Exercise requirements: Throughout the entries below, report every line where "MemoryCatalog" is found.

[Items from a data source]
◇ ◇ ◇ ◇ ◇
//! End-to-end generation against an in-memory catalog.

use std::collections::BTreeMap;
use std::fs;

use modelgen::prelude::*;
use tempfile::TempDir;

/// Catalog backed by a map of table name to columns
#[derive(Default)]
struct MemoryCatalog {
    tables: BTreeMap<String, Vec<Column>>,
}

impl MemoryCatalog {
    fn with_table(mut self, name: &str, columns: Vec<Column>) -> Self {
        self.tables.insert(name.to_string(), columns);
        self
    }
}

impl Introspector for MemoryCatalog {
    fn list_tables(&mut self, _database: &str) -> Result<Vec<String>, ModelGenError> {
        Ok(self.tables.keys().cloned().collect())
    }

    fn list_columns(&mut self, _database: &str, table: &str) -> Result<Vec<Column>, ModelGenError> {
        Ok(self.tables.get(table).cloned().unwrap_or_default())
    }
}

fn shop() -> MemoryCatalog {
    MemoryCatalog::default()
        .with_table(
            "user_profile",
            vec![
                Column::new("id", false, "int", "int unsigned"),
                Column::new("email", true, "varchar", "varchar(255)"),
                Column::new("created_at", false, "datetime", "datetime"),
            ],
        )
        .with_table(
            "orders",
            vec![
                Column::new("id", false, "int", "int(11)"),
                Column::new("user_id", true, "int", "int(11)"),
                Column::new("total", false, "decimal", "decimal(10,2)"),
                Column::new("note", false, "text", "text"),
            ],
        )
}

fn run(
    schema: &Schema,
    language: Language,
    dir: &TempDir,
    resolver: &mut dyn ConflictResolver,
) -> Result<GenerateSummary, ModelGenError> {
    let generator = language.generator("model");
    let config = CodeGenConfig::new(dir.path().to_path_buf());
    let mut policy = OverwritePolicy::new(resolver);
    generate(schema, generator.as_ref(), &config, &mut policy)
}

#[test]
fn test_user_profile_end_to_end() {
    let dir = TempDir::new().unwrap();
    let schema = shop().introspect("shop", &TableFilter::only("user_profile")).unwrap();

    let summary = run(&schema, Language::Go, &dir, &mut NeverOverwrite).unwrap();

    assert_eq!(summary.written.len(), 2);
    assert!(summary.skipped.is_empty());
    assert!(!dir.path().join("orders.go").exists());

    let code = fs::read_to_string(dir.path().join("user_profile.go")).unwrap();
    assert!(code.starts_with("package model\n"));
    assert!(code.contains("\t\"time\"\n"));
    assert!(!code.contains("\"database/sql\""));
    assert!(code.contains("type UserProfile struct {\n"));
    assert!(code.contains("\tId        uint64         `json:\"id\"`\n"));
    assert!(code.contains("\tEmail     JsonNullString `json:\"email\"`\n"));
    assert!(code.contains("\tCreatedAt *time.Time     `json:\"created_at\"`\n"));
    assert!(code.contains("return \"user_profile\""));

    let helper = fs::read_to_string(dir.path().join("json_null_string.go")).unwrap();
    assert!(helper.contains("type JsonNullString struct"));
}

#[test]
fn test_field_order_follows_catalog() {
    let dir = TempDir::new().unwrap();
    let schema = shop().introspect("shop", &TableFilter::only("orders")).unwrap();

    run(&schema, Language::Go, &dir, &mut NeverOverwrite).unwrap();

    let code = fs::read_to_string(dir.path().join("orders.go")).unwrap();
    let positions: Vec<usize> = ["\tId ", "\tUserId ", "\tTotal ", "\tNote "]
        .iter()
        .map(|field| code.find(field).unwrap())
        .collect();
    assert!(positions.windows(2).all(|w| w[0] < w[1]));
    assert!(code.contains("sql.NullInt64"));
    assert!(code.contains("\t\"database/sql\"\n"));
}

#[test]
fn test_unknown_type_aborts_before_writing() {
    let dir = TempDir::new().unwrap();
    let mut catalog = shop().with_table(
        "documents",
        vec![
            Column::new("id", false, "int", "int(11)"),
            Column::new("body", false, "json", "json"),
        ],
    );
    let schema = catalog.introspect("shop", &TableFilter::default()).unwrap();

    let err = run(&schema, Language::Go, &dir, &mut AlwaysOverwrite).unwrap_err();

    assert!(err.to_string().contains("json"));
    assert!(err.to_string().contains("documents"));
    assert_eq!(fs::read_dir(dir.path()).unwrap().count(), 0);
}

#[test]
fn test_missing_target_table_still_writes_helper() {
    let dir = TempDir::new().unwrap();
    let schema = shop().introspect("shop", &TableFilter::only("missing")).unwrap();

    let summary = run(&schema, Language::Go, &dir, &mut NeverOverwrite).unwrap();

    assert_eq!(summary.written, vec![dir.path().join("json_null_string.go")]);
}

#[test]
fn test_decline_accept_and_accept_all() {
    let dir = TempDir::new().unwrap();
    let mut catalog = shop()
        .with_table("a_items", vec![Column::new("id", false, "int", "int(11)")])
        .with_table("b_items", vec![Column::new("id", false, "int", "int(11)")]);
    let schema = catalog.introspect("shop", &TableFilter::default()).unwrap();

    // Tables come back sorted: a_items, b_items, orders, user_profile
    for name in ["a_items", "b_items", "orders", "user_profile"] {
        fs::write(dir.path().join(format!("{}.go", name)), "stale").unwrap();
    }
    fs::write(dir.path().join("json_null_string.go"), "stale").unwrap();

    let mut resolver = ScriptedResponses::new([Answer::Decline, Answer::Accept, Answer::AcceptAll]);
    let summary = run(&schema, Language::Go, &dir, &mut resolver).unwrap();

    let read = |name: &str| fs::read_to_string(dir.path().join(name)).unwrap();
    assert_eq!(read("a_items.go"), "stale");
    assert!(read("b_items.go").contains("type BItems struct"));
    assert!(read("orders.go").contains("type Orders struct"));
    assert!(read("user_profile.go").contains("type UserProfile struct"));
    assert!(read("json_null_string.go").contains("JsonNullString"));

    // The accept-all answer on orders.go covers user_profile.go
    assert_eq!(resolver.asked().len(), 3);
    assert_eq!(summary.skipped, vec![dir.path().join("a_items.go")]);
}

#[test]
fn test_regeneration_is_byte_identical() {
    let dir = TempDir::new().unwrap();
    let schema = shop().introspect("shop", &TableFilter::default()).unwrap();

    run(&schema, Language::Go, &dir, &mut NeverOverwrite).unwrap();
    let first: Vec<_> = ["orders.go", "user_profile.go", "json_null_string.go"]
        .iter()
        .map(|name| fs::read(dir.path().join(name)).unwrap())
        .collect();

    let mut resolver = ScriptedResponses::new([Answer::AcceptAll]);
    run(&schema, Language::Go, &dir, &mut resolver).unwrap();
    let second: Vec<_> = ["orders.go", "user_profile.go", "json_null_string.go"]
        .iter()
        .map(|name| fs::read(dir.path().join(name)).unwrap())
        .collect();

    assert_eq!(first, second);
}

#[test]
fn test_case_collision_writes_nothing() {
    let dir = TempDir::new().unwrap();
    let mut catalog = MemoryCatalog::default()
        .with_table("Users", vec![Column::new("id", false, "int", "int(11)")])
        .with_table("users", vec![Column::new("id", false, "int", "int(11)")]);
    let schema = catalog.introspect("shop", &TableFilter::default()).unwrap();

    let err = run(&schema, Language::Go, &dir, &mut AlwaysOverwrite).unwrap_err();

    assert!(matches!(err, ModelGenError::NameCollision(_)));
    assert_eq!(fs::read_dir(dir.path()).unwrap().count(), 0);
}

#[test]
fn test_rust_output() {
    let dir = TempDir::new().unwrap();
    let schema = shop().introspect("shop", &TableFilter::only("user_profile")).unwrap();

    run(&schema, Language::Rust, &dir, &mut NeverOverwrite).unwrap();

    let code = fs::read_to_string(dir.path().join("user_profile.rs")).unwrap();
    assert!(code.contains("pub struct UserProfile {"));
    assert!(code.contains("pub id: u64,"));
    assert!(code.contains("pub email: JsonNullString,"));
    assert!(code.contains("pub created_at: Option<NaiveDateTime>,"));
    assert!(code.contains("use crate::model::json_null_string::JsonNullString;"));
    assert!(dir.path().join("json_null_string.rs").exists());
}

#[test]
fn test_dry_run_writes_nothing() {
    let dir = TempDir::new().unwrap();
    let schema = shop().introspect("shop", &TableFilter::default()).unwrap();
    let generator = Language::Go.generator("model");
    let config = CodeGenConfig::new(dir.path().to_path_buf()).with_dry_run(true);
    let mut resolver = AlwaysOverwrite;
    let mut policy = OverwritePolicy::new(&mut resolver);

    let summary = generate(&schema, generator.as_ref(), &config, &mut policy).unwrap();

    assert_eq!(summary.planned.len(), 3);
    assert!(summary.written.is_empty());
    assert_eq!(fs::read_dir(dir.path()).unwrap().count(), 0);
}

#[test]
fn test_generated_member_collisions_write_nothing() {
    let catalogs = [
        MemoryCatalog::default().with_table(
            "settings",
            vec![Column::new("table_name", false, "varchar", "varchar(64)")],
        ),
        MemoryCatalog::default().with_table(
            "jsonNullString",
            vec![Column::new("note", true, "varchar", "varchar(64)")],
        ),
    ];

    for mut catalog in catalogs {
        let dir = TempDir::new().unwrap();
        let schema = catalog.introspect("shop", &TableFilter::default()).unwrap();

        let err = run(&schema, Language::Go, &dir, &mut AlwaysOverwrite).unwrap_err();

        assert!(matches!(err, ModelGenError::NameCollision(_)));
        assert_eq!(fs::read_dir(dir.path()).unwrap().count(), 0);
    }
}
◇ ◇ ◇ ◇ ◇
Solution to the problem:
struct MemoryCatalog {
impl MemoryCatalog {
impl Introspector for MemoryCatalog {
fn shop() -> MemoryCatalog {
    MemoryCatalog::default()
    let mut catalog = MemoryCatalog::default()
        MemoryCatalog::default().with_table(
        MemoryCatalog::default().with_table(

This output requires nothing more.